WHAT YOU SHOULD DO
Using the listing below, copy every line that mentions "IntegrityViolation".

DATA SUPPLIED
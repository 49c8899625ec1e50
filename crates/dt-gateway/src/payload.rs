// payload.rs — Types exchanged with the protocol adapter around a review.

use std::path::PathBuf;

use dt_changeset::{ApplyDetails, DiffMetadata, PreprocessedChange};
use schemars::JsonSchema;
use serde::{Deserialize, Serialize};

use crate::error::GatewayError;

/// What the human is asked to send back.
#[derive(Debug, Clone, PartialEq, Eq, Serialize, Deserialize, JsonSchema)]
pub struct ReviewResponse {
    /// `true` applies the change, `false` rejects it.
    pub approved: bool,
    /// Optional note recorded with the decision.
    #[serde(default, skip_serializing_if = "Option::is_none")]
    pub feedback: Option<String>,
}

impl ReviewResponse {
    /// JSON Schema the adapter forwards with the review request.
    pub fn schema() -> Result<serde_json::Value, GatewayError> {
        Ok(serde_json::to_value(schemars::schema_for!(ReviewResponse))?)
    }
}

/// Everything a reviewer needs to decide on a change.
#[derive(Debug, Clone, PartialEq, Serialize, Deserialize)]
pub struct ReviewPayload {
    /// Equal to the change id; pass it back to `resolve_review`.
    pub review_id: String,
    pub message: String,
    pub summary: String,
    pub unified_diff: String,
    pub metadata: DiffMetadata,
    pub elicitation_schema: serde_json::Value,
    pub reply_instructions: String,
}

impl ReviewPayload {
    pub(crate) fn new(
        review_id: &str,
        pre: &PreprocessedChange,
        elicitation_schema: serde_json::Value,
    ) -> Self {
        let files = pre.metadata.num_files;
        Self {
            review_id: review_id.to_string(),
            message: format!(
                "Please review change request id {review_id} ({files} file{}): {}",
                if files == 1 { "" } else { "s" },
                pre.summary
            ),
            summary: pre.summary.clone(),
            unified_diff: pre.unified_diff.clone(),
            metadata: pre.metadata.clone(),
            elicitation_schema,
            reply_instructions: format!(
                "Reply with review_id \"{review_id}\" and approved=true to apply the change, \
                 or approved=false to reject it. Optional feedback is archived with the decision."
            ),
        }
    }
}

/// Terminal state of a reviewed change.
#[derive(Debug, Clone, Copy, PartialEq, Eq, Serialize, Deserialize)]
#[serde(rename_all = "snake_case")]
pub enum ReviewStatus {
    Applied,
    Rejected,
}

/// Result of resolving a review.
#[derive(Debug, Clone, PartialEq, Eq, Serialize, Deserialize)]
pub struct ReviewOutcome {
    pub status: ReviewStatus,
    /// Archive entry for the change.
    pub archived_to: PathBuf,
    /// Per-file results; present only when the change was applied.
    #[serde(default, skip_serializing_if = "Option::is_none")]
    pub apply_details: Option<ApplyDetails>,
}
// hasher.rs — SHA-256 helpers for the journal hash chain.

use sha2::{Digest, Sha256};

/// Lowercase hex SHA-256 of `data`.
pub fn hash_bytes(data: &[u8]) -> String {
    format!("{:x}", Sha256::digest(data))
}

/// Lowercase hex SHA-256 of a UTF-8 string.
pub fn hash_str(s: &str) -> String {
    hash_bytes(s.as_bytes())
}
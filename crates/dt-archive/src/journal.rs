// journal.rs — Append-only, hash-chained decision journal.
//
// One JSON object per line. Each event carries the SHA-256 of the previous
// raw line in `previous_hash`, so inserting, removing or editing a line
// breaks the chain and `verify_chain` reports where.

use std::fs::{self, File, OpenOptions};
use std::io::{BufRead, BufReader, BufWriter, Write};
use std::path::{Path, PathBuf};

use chrono::{DateTime, Utc};
use serde::{Deserialize, Serialize};
use uuid::Uuid;

use crate::error::ArchiveError;
use crate::hasher;

/// What happened to a change.
#[derive(Debug, Clone, Copy, PartialEq, Eq, Serialize, Deserialize)]
#[serde(rename_all = "snake_case")]
pub enum JournalAction {
    /// The change was registered as pending review.
    ReviewRegistered,
    /// A human approved the change.
    Approved,
    /// A human rejected the change.
    Rejected,
    /// The change was applied to the working tree.
    Applied,
    /// The pending review was dropped without a decision.
    Abandoned,
}

/// A single journal line.
#[derive(Debug, Clone, PartialEq, Serialize, Deserialize)]
pub struct JournalEvent {
    pub event_id: Uuid,
    pub timestamp: DateTime<Utc>,
    pub change_id: String,
    pub action: JournalAction,
    #[serde(default, skip_serializing_if = "Option::is_none")]
    pub detail: Option<serde_json::Value>,
    /// Hash of the previous line; `None` for the first event.
    pub previous_hash: Option<String>,
}

impl JournalEvent {
    pub fn new(change_id: impl Into<String>, action: JournalAction) -> Self {
        Self {
            event_id: Uuid::new_v4(),
            timestamp: Utc::now(),
            change_id: change_id.into(),
            action,
            detail: None,
            previous_hash: None,
        }
    }

    pub fn with_detail(mut self, detail: serde_json::Value) -> Self {
        self.detail = Some(detail);
        self
    }
}

/// Writer for the journal file.
pub struct DecisionJournal {
    writer: BufWriter<File>,
    path: PathBuf,
    last_hash: Option<String>,
}

impl DecisionJournal {
    /// Open (or create) the journal, recovering the chain head from any
    /// existing content.
    pub fn open(path: impl AsRef<Path>) -> Result<Self, ArchiveError> {
        let path = path.as_ref().to_path_buf();
        if let Some(parent) = path.parent() {
            fs::create_dir_all(parent).map_err(|e| ArchiveError::io(parent, e))?;
        }

        let last_hash = if path.exists() {
            Self::read_last_hash(&path)?
        } else {
            None
        };

        let file = OpenOptions::new()
            .create(true)
            .append(true)
            .open(&path)
            .map_err(|e| ArchiveError::io(&path, e))?;

        Ok(Self {
            writer: BufWriter::new(file),
            path,
            last_hash,
        })
    }

    /// Link `event` to the chain and append it. Flushes after every line.
    pub fn append(&mut self, event: &mut JournalEvent) -> Result<(), ArchiveError> {
        event.previous_hash = self.last_hash.clone();
        let json = serde_json::to_string(event)?;

        writeln!(self.writer, "{json}").map_err(|e| ArchiveError::io(&self.path, e))?;
        self.writer
            .flush()
            .map_err(|e| ArchiveError::io(&self.path, e))?;

        self.last_hash = Some(hasher::hash_str(&json));
        Ok(())
    }

    /// Convenience for `append` with a fresh event.
    pub fn record(
        &mut self,
        change_id: &str,
        action: JournalAction,
        detail: Option<serde_json::Value>,
    ) -> Result<(), ArchiveError> {
        let mut event = JournalEvent::new(change_id, action);
        event.detail = detail;
        self.append(&mut event)
    }

    pub fn path(&self) -> &Path {
        &self.path
    }

    /// All events, oldest first. Blank lines are skipped.
    pub fn read_all(path: impl AsRef<Path>) -> Result<Vec<JournalEvent>, ArchiveError> {
        let mut events = Vec::new();
        for (_, line) in Self::lines(path.as_ref())? {
            events.push(serde_json::from_str(&line)?);
        }
        Ok(events)
    }

    /// Check every `previous_hash` link. Returns `Ok(true)` for an intact
    /// chain and `IntegrityViolation` at the first broken link.
    pub fn verify_chain(path: impl AsRef<Path>) -> Result<bool, ArchiveError> {
        let mut previous_hash: Option<String> = None;

        for (line_no, line) in Self::lines(path.as_ref())? {
            let event: JournalEvent = serde_json::from_str(&line)?;
            if event.previous_hash != previous_hash {
                return Err(ArchiveError::IntegrityViolation {
                    line: line_no,
                    expected: previous_hash.unwrap_or_else(|| "None".to_string()),
                    actual: event.previous_hash.unwrap_or_else(|| "None".to_string()),
                });
            }
            // Hash the raw line; re-serializing could reorder fields.
            previous_hash = Some(hasher::hash_str(&line));
        }

        Ok(true)
    }

    fn read_last_hash(path: &Path) -> Result<Option<String>, ArchiveError> {
        Ok(Self::lines(path)?
            .pop()
            .map(|(_, line)| hasher::hash_str(&line)))
    }

    /// Non-blank lines with their 1-based line numbers.
    fn lines(path: &Path) -> Result<Vec<(usize, String)>, ArchiveError> {
        let file = File::open(path).map_err(|e| ArchiveError::io(path, e))?;
        let mut out = Vec::new();
        for (idx, line) in BufReader::new(file).lines().enumerate() {
            let line = line.map_err(|e| ArchiveError::io(path, e))?;
            if !line.trim().is_empty() {
                out.push((idx + 1, line));
            }
        }
        Ok(out)
    }
}

#[cfg(test)]
mod tests {
    use super::*;
    use tempfile::tempdir;

    #[test]
    fn append_and_read_back() {
        let dir = tempdir().unwrap();
        let path = dir.path().join("journal.jsonl");
        {
            let mut journal = DecisionJournal::open(&path).unwrap();
            journal
                .record("abc123def456", JournalAction::ReviewRegistered, None)
                .unwrap();
            let mut event = JournalEvent::new("abc123def456", JournalAction::Rejected)
                .with_detail(serde_json::json!({ "feedback": "not appropriate" }));
            journal.append(&mut event).unwrap();
        }

        let events = DecisionJournal::read_all(&path).unwrap();
        assert_eq!(events.len(), 2);
        assert!(events[0].previous_hash.is_none());
        assert!(events[1].previous_hash.is_some());
        assert_eq!(events[1].action, JournalAction::Rejected);
        assert_eq!(events[1].detail.as_ref().unwrap()["feedback"], "not appropriate");
    }

    #[test]
    fn chain_survives_reopen() {
        let dir = tempdir().unwrap();
        let path = dir.path().join("nested/journal.jsonl");
        for action in [JournalAction::ReviewRegistered, JournalAction::Approved] {
            let mut journal = DecisionJournal::open(&path).unwrap();
            journal.record("abc123def456", action, None).unwrap();
        }
        assert!(DecisionJournal::verify_chain(&path).unwrap());
    }

    #[test]
    fn tampering_is_detected() {
        let dir = tempdir().unwrap();
        let path = dir.path().join("journal.jsonl");
        {
            let mut journal = DecisionJournal::open(&path).unwrap();
            for id in ["aaa", "bbb", "ccc"] {
                journal.record(id, JournalAction::Applied, None).unwrap();
            }
        }

        let text = fs::read_to_string(&path).unwrap();
        fs::write(&path, text.replacen("\"bbb\"", "\"zzz\"", 1)).unwrap();

        match DecisionJournal::verify_chain(&path) {
            Err(ArchiveError::IntegrityViolation { line, .. }) => assert_eq!(line, 3),
            other => panic!("expected integrity violation, got {other:?}"),
        }
    }
}
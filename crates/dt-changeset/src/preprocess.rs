// preprocess.rs — The deterministic pre-approval pipeline.
//
//   ChangeRequest ─ normalize ─▶ analyze ─▶ fingerprint ─▶ PreprocessedChange
//
// Every step is a pure function of the request, so the same request always
// produces the same PreprocessedChange (and the same change_id).

use serde::{Deserialize, Serialize};

use crate::analyze::{analyze_diff, DiffMetadata};
use crate::change_id::compute_change_id;
use crate::normalize::normalize_diff;
use crate::request::ChangeRequest;

/// A change that has been normalized, analyzed and fingerprinted, ready to
/// be shown to a human.
#[derive(Debug, Clone, PartialEq, Eq, Serialize, Deserialize)]
pub struct PreprocessedChange {
    pub summary: String,
    /// The normalized diff.
    pub unified_diff: String,
    pub metadata: DiffMetadata,
}

impl PreprocessedChange {
    /// The fingerprint, if preprocessing assigned one.
    pub fn change_id(&self) -> Option<&str> {
        self.metadata.change_id.as_deref()
    }
}

/// Run the pipeline on a validated request.
pub fn preprocess_request(req: &ChangeRequest) -> PreprocessedChange {
    let diff = normalize_diff(req.unified_diff());
    let mut metadata = analyze_diff(&diff);
    let change_id = compute_change_id(req.summary(), &diff);
    tracing::info!(
        change_id = %change_id,
        files = metadata.num_files,
        parse_error = metadata.parse_error,
        "preprocessed change request"
    );
    metadata.change_id = Some(change_id);
    PreprocessedChange {
        summary: req.summary().to_string(),
        unified_diff: diff,
        metadata,
    }
}
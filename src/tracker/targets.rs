//! Tracked targets and their two-field-per-line persistence
//!
//! The target list round-trips only identity and required count; found
//! counts live for one session.

use std::path::{Path, PathBuf};
use thiserror::Error;
use tokio::time::Instant;

#[derive(Debug, Error)]
pub enum ConfigError {
    #[error("Failed to read target list {path}: {source}")]
    Read {
        path: PathBuf,
        source: std::io::Error,
    },

    #[error("Failed to write target list {path}: {source}")]
    Write {
        path: PathBuf,
        source: std::io::Error,
    },
}

/// One card the tracker is counting sightings of.
///
/// `required_raw` holds the live-editable required-count text; it is
/// re-parsed every poll cycle, with parse failures coerced to 0.
#[derive(Debug, Clone)]
pub struct TrackedTarget {
    pub name: String,
    pub required_raw: String,
    pub found: u32,
    pub last_found: Option<Instant>,
}

impl TrackedTarget {
    pub fn new(name: impl Into<String>, required: u32) -> Self {
        Self {
            name: name.into(),
            required_raw: required.to_string(),
            found: 0,
            last_found: None,
        }
    }

    /// Parse the live required-count text; malformed input counts as 0.
    pub fn required(&self) -> u32 {
        self.required_raw.trim().parse().unwrap_or(0)
    }

    pub fn satisfied(&self) -> bool {
        self.found >= self.required()
    }

    pub fn reset(&mut self) {
        self.found = 0;
        self.last_found = None;
    }
}

/// Result of loading the target-list file, with malformed lines reported
/// rather than silently dropped.
#[derive(Debug, Default)]
pub struct TargetListLoad {
    pub entries: Vec<(String, u32)>,
    pub skipped_lines: Vec<usize>,
}

/// Load the `name,required` target list.
///
/// A missing file is a valid empty state (`Ok(None)`); an unreadable file
/// is an error. Malformed lines are skipped and reported in the result.
pub fn load_target_list(path: &Path) -> Result<Option<TargetListLoad>, ConfigError> {
    if !path.exists() {
        return Ok(None);
    }
    let content = std::fs::read_to_string(path).map_err(|source| ConfigError::Read {
        path: path.to_path_buf(),
        source,
    })?;

    let mut load = TargetListLoad::default();
    for (idx, line) in content.lines().enumerate() {
        let line = line.trim();
        if line.is_empty() {
            continue;
        }
        match parse_target_line(line) {
            Some(entry) => load.entries.push(entry),
            None => load.skipped_lines.push(idx + 1),
        }
    }
    Ok(Some(load))
}

fn parse_target_line(line: &str) -> Option<(String, u32)> {
    let (name, required) = line.split_once(',')?;
    let name = name.trim();
    if name.is_empty() {
        return None;
    }
    let required = required.trim().parse().ok()?;
    Some((name.to_string(), required))
}

/// Persist the target list, one `name,required` pair per line.
pub fn save_target_list(path: &Path, targets: &[TrackedTarget]) -> Result<(), ConfigError> {
    let mut content = String::new();
    for target in targets {
        content.push_str(&format!("{},{}\n", target.name, target.required()));
    }
    std::fs::write(path, content).map_err(|source| ConfigError::Write {
        path: path.to_path_buf(),
        source,
    })
}

#[cfg(test)]
mod tests {
    use super::*;

    #[test]
    fn test_required_coerces_malformed_input_to_zero() {
        let mut target = TrackedTarget::new("card.png", 4);
        assert_eq!(target.required(), 4);

        target.required_raw = "abc".to_string();
        assert_eq!(target.required(), 0);
        // With required 0 the target is trivially satisfied
        assert!(target.satisfied());
    }

    #[test]
    fn test_parse_target_line() {
        assert_eq!(
            parse_target_line("super_creek.png,4"),
            Some(("super_creek.png".to_string(), 4))
        );
        assert_eq!(
            parse_target_line("  spaced.png , 2 "),
            Some(("spaced.png".to_string(), 2))
        );
        assert_eq!(parse_target_line("no_comma.png"), None);
        assert_eq!(parse_target_line("bad.png,abc"), None);
        assert_eq!(parse_target_line(",3"), None);
    }

    #[test]
    fn test_load_missing_file_is_valid_empty_state() {
        let path = std::env::temp_dir().join("card-macro-run-no-such-config.txt");
        let loaded = load_target_list(&path).expect("missing file is not an error");
        assert!(loaded.is_none());
    }

    #[test]
    fn test_load_reports_malformed_lines() {
        let path = std::env::temp_dir().join("card-macro-run-test-config.txt");
        std::fs::write(&path, "good.png,3\nbroken line\nother.png,1\n").unwrap();

        let loaded = load_target_list(&path)
            .expect("readable file")
            .expect("file exists");
        assert_eq!(
            loaded.entries,
            vec![("good.png".to_string(), 3), ("other.png".to_string(), 1)]
        );
        assert_eq!(loaded.skipped_lines, vec![2]);

        std::fs::remove_file(&path).ok();
    }

    #[test]
    fn test_save_round_trips_entries() {
        let path = std::env::temp_dir().join("card-macro-run-test-save.txt");
        let targets = vec![
            TrackedTarget::new("a.png", 2),
            TrackedTarget::new("b.png", 5),
        ];
        save_target_list(&path, &targets).unwrap();

        let loaded = load_target_list(&path).unwrap().unwrap();
        assert_eq!(
            loaded.entries,
            vec![("a.png".to_string(), 2), ("b.png".to_string(), 5)]
        );
        assert!(loaded.skipped_lines.is_empty());

        std::fs::remove_file(&path).ok();
    }
}
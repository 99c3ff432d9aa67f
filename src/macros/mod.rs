// Macro engine module
// Records timestamped mouse/keyboard sequences from the global input hook
// and replays them with scaled timing, looping, and cooperative
// cancellation.

pub mod action;
pub mod channels;
pub mod engine;
pub mod error;
pub mod player;
pub mod recorder;
pub mod types;

// Re-export the main types and functions for easy access
pub use action::{ActionKind, MacroAction, PressState, Recording, default_recording_path};
pub use channels::create_macro_channels;
pub use engine::MacroEngine;
pub use error::{MacroError, MacroResult};
pub use player::{CANCEL_CHECK_SLICE, ReplayOptions, run_replay_blocking};
pub use recorder::{RecorderConfig, run_recording};
pub use types::{MacroCommand, MacroEngineState, MacroEvent};
// Communication channels for the card tracker
use super::types::{TrackerCommand, TrackerEvent};
use tokio::sync::mpsc;

/// Helper function to create tracker channels
pub fn create_tracker_channels() -> (
    mpsc::Sender<TrackerCommand>,
    mpsc::Receiver<TrackerCommand>,
    mpsc::Sender<TrackerEvent>,
    mpsc::Receiver<TrackerEvent>,
) {
    let (cmd_tx, cmd_rx) = mpsc::channel(32);
    let (event_tx, event_rx) = mpsc::channel(32);
    (cmd_tx, cmd_rx, event_tx, event_rx)
}
//! Macro player
//!
//! Replays a recorded action sequence with the original inter-event
//! timing scaled by a speed factor. Runs on a blocking thread; the
//! cancellation flag is checked between and within event sleeps, so a
//! stop request takes effect within one sleep slice.

use super::action::{ActionKind, MacroAction, PressState, Recording};
use super::types::MacroEvent;
use crate::input::InputInjector;
use std::sync::atomic::{AtomicBool, Ordering};
use std::time::{Duration, Instant};
use tokio::sync::mpsc;

/// Granularity at which replay sleeps re-check cancellation.
pub const CANCEL_CHECK_SLICE: Duration = Duration::from_millis(50);

#[derive(Debug, Clone)]
pub struct ReplayOptions {
    /// Recorded delays are divided by this factor
    pub speed_factor: f64,
    /// 0 repeats until cancelled; N > 0 repeats exactly N times
    pub loop_count: u32,
    /// Armed delay before the first pass, announced second by second
    pub countdown_secs: u32,
    /// Smoothing duration for replayed pointer moves
    pub mouse_move_duration: Duration,
}

impl Default for ReplayOptions {
    fn default() -> Self {
        Self {
            speed_factor: 1.0,
            loop_count: 1,
            countdown_secs: 0,
            mouse_move_duration: Duration::from_millis(50),
        }
    }
}

/// Replay the recording, returning the number of completed passes.
///
/// The injector failsafe is disabled for the duration and restored on
/// completion or cancellation.
pub fn run_replay_blocking(
    recording: &Recording,
    injector: &mut dyn InputInjector,
    options: &ReplayOptions,
    cancel: &AtomicBool,
    event_tx: &mpsc::Sender<MacroEvent>,
) -> u32 {
    for remaining in (1..=options.countdown_secs).rev() {
        let _ = event_tx.blocking_send(MacroEvent::Countdown(remaining));
        if sleep_blocking_cancellable(Duration::from_secs(1), cancel) {
            return 0;
        }
    }

    let speed = if options.speed_factor > 0.0 {
        options.speed_factor
    } else {
        1.0
    };

    injector.set_failsafe(false);

    let mut completed = 0u32;
    while !cancel.load(Ordering::Relaxed)
        && (options.loop_count == 0 || completed < options.loop_count)
    {
        let mut last_time = 0.0f64;
        for action in &recording.actions {
            if cancel.load(Ordering::Relaxed) {
                break;
            }
            let delay = action.time - last_time;
            if delay > 0.0
                && sleep_blocking_cancellable(Duration::from_secs_f64(delay / speed), cancel)
            {
                break;
            }
            perform(injector, action, options);
            last_time = action.time;
        }
        if cancel.load(Ordering::Relaxed) {
            break;
        }
        completed += 1;
        let _ = event_tx.blocking_send(MacroEvent::ReplayLoop(completed));
    }

    injector.set_failsafe(true);
    completed
}

fn perform(injector: &mut dyn InputInjector, action: &MacroAction, options: &ReplayOptions) {
    let outcome = match &action.kind {
        ActionKind::Move { x, y } => {
            injector.mouse_move_smooth(*x, *y, options.mouse_move_duration)
        }
        ActionKind::Click {
            x,
            y,
            button,
            state,
        } => match state {
            PressState::Press => injector.mouse_down(*x, *y, *button),
            PressState::Release => injector.mouse_up(*x, *y, *button),
        },
        ActionKind::Key { key, state } => match state {
            PressState::Press => injector.key_down(key),
            PressState::Release => injector.key_up(key),
        },
    };
    if let Err(e) = outcome {
        log::warn!("Failed to inject {:?}: {e}", action.kind);
    }
}

fn sleep_blocking_cancellable(duration: Duration, cancel: &AtomicBool) -> bool {
    let deadline = Instant::now() + duration;
    loop {
        if cancel.load(Ordering::Relaxed) {
            return true;
        }
        let now = Instant::now();
        if now >= deadline {
            return false;
        }
        std::thread::sleep((deadline - now).min(CANCEL_CHECK_SLICE));
    }
}

#[cfg(test)]
mod tests {
    use super::*;
    use crate::input::{InjectedAction, MouseButton, NoopInjector};
    use std::sync::{Arc, Mutex};

    fn sample_recording() -> Recording {
        Recording::new(vec![
            MacroAction {
                kind: ActionKind::Move { x: 10, y: 20 },
                time: 0.0,
            },
            MacroAction {
                kind: ActionKind::Click {
                    x: 10,
                    y: 20,
                    button: MouseButton::Left,
                    state: PressState::Press,
                },
                time: 0.02,
            },
            MacroAction {
                kind: ActionKind::Key {
                    key: "enter".to_string(),
                    state: PressState::Press,
                },
                time: 0.04,
            },
        ])
    }

    fn logged_injector() -> (NoopInjector, Arc<Mutex<Vec<InjectedAction>>>) {
        let log = Arc::new(Mutex::new(Vec::new()));
        (NoopInjector::with_log(Arc::clone(&log)), log)
    }

    fn injected_without_failsafe(log: &Arc<Mutex<Vec<InjectedAction>>>) -> Vec<InjectedAction> {
        log.lock()
            .unwrap()
            .iter()
            .filter(|a| !matches!(a, InjectedAction::Failsafe(_)))
            .cloned()
            .collect()
    }

    #[test]
    fn test_single_replay_preserves_count_and_order() {
        let recording = sample_recording();
        let (mut injector, log) = logged_injector();
        let cancel = AtomicBool::new(false);
        let (event_tx, _event_rx) = mpsc::channel(32);

        let completed = run_replay_blocking(
            &recording,
            &mut injector,
            &ReplayOptions::default(),
            &cancel,
            &event_tx,
        );

        assert_eq!(completed, 1);
        let actions = injected_without_failsafe(&log);
        assert_eq!(
            actions,
            vec![
                InjectedAction::MouseMove(10, 20),
                InjectedAction::MouseDown(10, 20, MouseButton::Left),
                InjectedAction::KeyDown("enter".to_string()),
            ]
        );
    }

    #[test]
    fn test_replay_loops_exactly_n_times() {
        let recording = sample_recording();
        let (mut injector, log) = logged_injector();
        let cancel = AtomicBool::new(false);
        let (event_tx, _event_rx) = mpsc::channel(32);
        let options = ReplayOptions {
            loop_count: 3,
            speed_factor: 4.0,
            ..ReplayOptions::default()
        };

        let completed =
            run_replay_blocking(&recording, &mut injector, &options, &cancel, &event_tx);

        assert_eq!(completed, 3);
        assert_eq!(injected_without_failsafe(&log).len(), 9);
    }

    #[test]
    fn test_infinite_replay_stops_on_cancel() {
        let recording = sample_recording();
        let log = Arc::new(Mutex::new(Vec::new()));
        let task_log = Arc::clone(&log);
        let cancel = Arc::new(AtomicBool::new(false));
        let task_cancel = Arc::clone(&cancel);
        let (event_tx, _event_rx) = mpsc::channel(256);

        let handle = std::thread::spawn(move || {
            let mut injector = NoopInjector::with_log(task_log);
            let options = ReplayOptions {
                loop_count: 0,
                ..ReplayOptions::default()
            };
            run_replay_blocking(&recording, &mut injector, &options, &task_cancel, &event_tx)
        });

        std::thread::sleep(Duration::from_millis(200));
        cancel.store(true, Ordering::Relaxed);
        let completed = handle.join().unwrap();

        assert!(completed >= 1, "infinite replay should have looped");
        let issued = log.lock().unwrap().len();
        std::thread::sleep(Duration::from_millis(100));
        // No further actions after cancellation
        assert_eq!(log.lock().unwrap().len(), issued);
    }

    #[test]
    fn test_speed_factor_scales_delays() {
        let recording = Recording::new(vec![
            MacroAction {
                kind: ActionKind::Key {
                    key: "a".to_string(),
                    state: PressState::Press,
                },
                time: 0.0,
            },
            MacroAction {
                kind: ActionKind::Key {
                    key: "b".to_string(),
                    state: PressState::Press,
                },
                time: 0.4,
            },
        ]);
        let (mut injector, _log) = logged_injector();
        let cancel = AtomicBool::new(false);
        let (event_tx, _event_rx) = mpsc::channel(32);
        let options = ReplayOptions {
            speed_factor: 2.0,
            ..ReplayOptions::default()
        };

        let started = Instant::now();
        run_replay_blocking(&recording, &mut injector, &options, &cancel, &event_tx);
        let elapsed = started.elapsed();

        // 0.4s of recorded delay at double speed: roughly 0.2s
        assert!(elapsed >= Duration::from_millis(150), "elapsed {elapsed:?}");
        assert!(elapsed < Duration::from_millis(600), "elapsed {elapsed:?}");
    }

    #[test]
    fn test_failsafe_disabled_then_restored() {
        let recording = sample_recording();
        let (mut injector, log) = logged_injector();
        let cancel = AtomicBool::new(false);
        let (event_tx, _event_rx) = mpsc::channel(32);

        run_replay_blocking(
            &recording,
            &mut injector,
            &ReplayOptions::default(),
            &cancel,
            &event_tx,
        );

        let actions = log.lock().unwrap();
        assert_eq!(actions.first(), Some(&InjectedAction::Failsafe(false)));
        assert_eq!(actions.last(), Some(&InjectedAction::Failsafe(true)));
    }
}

EXPECTED OUTPUT
    /// chain and `IntegrityViolation` at the first broken link.
                return Err(ArchiveError::IntegrityViolation {
            Err(ArchiveError::IntegrityViolation { line, .. }) => assert_eq!(line, 3),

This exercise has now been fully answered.